Entries provided below:

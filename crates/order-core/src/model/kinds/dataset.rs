use super::{builtin_relations_named, CAMPAIGN_DATASETS, DATASET, DATASET_PROCESSES};
use crate::errors::Result;
use crate::model::{FromIdentity, HasRelations, IdSpec, UniqueObject};
use crate::ops::relations::RelationDecl;
use crate::unique_object;

/// Dataset - a collection of recorded or simulated events
#[derive(Debug, Clone, PartialEq)]
pub struct Dataset {
    unique: UniqueObject,
    is_data: bool,
    n_events: Option<u64>,
}

unique_object!(Dataset, unique);

impl Dataset {
    /// Create a new, unregistered (simulated) dataset
    ///
    /// # Errors
    ///
    /// Returns `InvalidIdentity` for an invalid name or id.
    pub fn new(name: impl Into<String>, id: impl Into<IdSpec>) -> Result<Self> {
        Ok(Self::from_unique(UniqueObject::new(DATASET, name, id)?))
    }

    pub fn with_is_data(mut self, is_data: bool) -> Self {
        self.is_data = is_data;
        self
    }

    pub fn is_data(&self) -> bool {
        self.is_data
    }

    pub fn is_mc(&self) -> bool {
        !self.is_data
    }

    pub fn set_is_data(&mut self, is_data: bool) {
        self.is_data = is_data;
    }

    /// `"data"` or `"mc"`
    pub fn data_source(&self) -> &'static str {
        if self.is_data {
            "data"
        } else {
            "mc"
        }
    }

    pub fn n_events(&self) -> Option<u64> {
        self.n_events
    }

    pub fn set_n_events(&mut self, n_events: Option<u64>) {
        self.n_events = n_events;
    }
}

impl FromIdentity for Dataset {
    fn from_unique(unique: UniqueObject) -> Self {
        Self {
            unique,
            is_data: false,
            n_events: None,
        }
    }
}

impl HasRelations for Dataset {
    fn relation_decls() -> Vec<RelationDecl> {
        builtin_relations_named(&[CAMPAIGN_DATASETS, DATASET_PROCESSES])
    }
}

#[cfg(test)]
mod tests {
    use super::*;

    #[test]
    fn test_data_source() {
        let mut dataset = Dataset::new("data_mu_b", IdSpec::Auto).unwrap();
        assert!(dataset.is_mc());
        assert_eq!(dataset.data_source(), "mc");

        dataset.set_is_data(true);
        assert!(dataset.is_data());
        assert_eq!(dataset.data_source(), "data");
    }

    #[test]
    fn test_relation_decls() {
        let names: Vec<_> = Dataset::relation_decls()
            .into_iter()
            .map(|decl| decl.name)
            .collect();
        assert_eq!(names, vec![CAMPAIGN_DATASETS, DATASET_PROCESSES]);
    }
}
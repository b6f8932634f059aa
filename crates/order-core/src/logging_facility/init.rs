//! Logging initialization

use serde::Deserialize;
use std::sync::Once;
use tracing_subscriber::{util::SubscriberInitExt, EnvFilter};

/// Logging profile
#[derive(Debug, Clone, Copy, PartialEq, Eq, Deserialize)]
#[serde(rename_all = "snake_case")]
pub enum Profile {
    /// Human-readable output, `order=debug`
    Development,
    /// JSON output, `order=info`
    Production,
    /// No output; tests install the capture layer instead
    Test,
}

impl Profile {
    fn default_filter(&self) -> &'static str {
        match self {
            Profile::Development => "order=debug",
            Profile::Production => "order=info",
            Profile::Test => "off",
        }
    }
}

static INIT_ONCE: Once = Once::new();

/// Initialize the logging facility
///
/// Only the first call has an effect. `RUST_LOG` overrides the profile's
/// default filter. A subscriber installed elsewhere (for instance by
/// [`init_test_capture`](super::init_test_capture)) is left in place.
pub fn init(profile: Profile) {
    INIT_ONCE.call_once(|| {
        let filter = EnvFilter::try_from_default_env()
            .unwrap_or_else(|_| EnvFilter::new(profile.default_filter()));
        let installed = match profile {
            Profile::Development => tracing_subscriber::fmt()
                .with_env_filter(filter)
                .finish()
                .try_init(),
            Profile::Production => tracing_subscriber::fmt()
                .json()
                .with_env_filter(filter)
                .finish()
                .try_init(),
            Profile::Test => tracing_subscriber::registry().try_init(),
        };
        if installed.is_err() {
            tracing::debug!(?profile, "subscriber already installed");
        }
    });
}

#[cfg(test)]
mod tests {
    use super::*;

    #[test]
    fn test_init_idempotent() {
        init(Profile::Test);
        init(Profile::Test);
        init(Profile::Development);
    }

    #[test]
    fn test_default_filters() {
        assert_eq!(Profile::Development.default_filter(), "order=debug");
        assert_eq!(Profile::Production.default_filter(), "order=info");
    }
}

End of Entries provided.

» **Instructions to follow**
Please copy each line of the material that has the string "match" somewhere in it.

» **Result for this task**
        match self {
        let installed = match profile {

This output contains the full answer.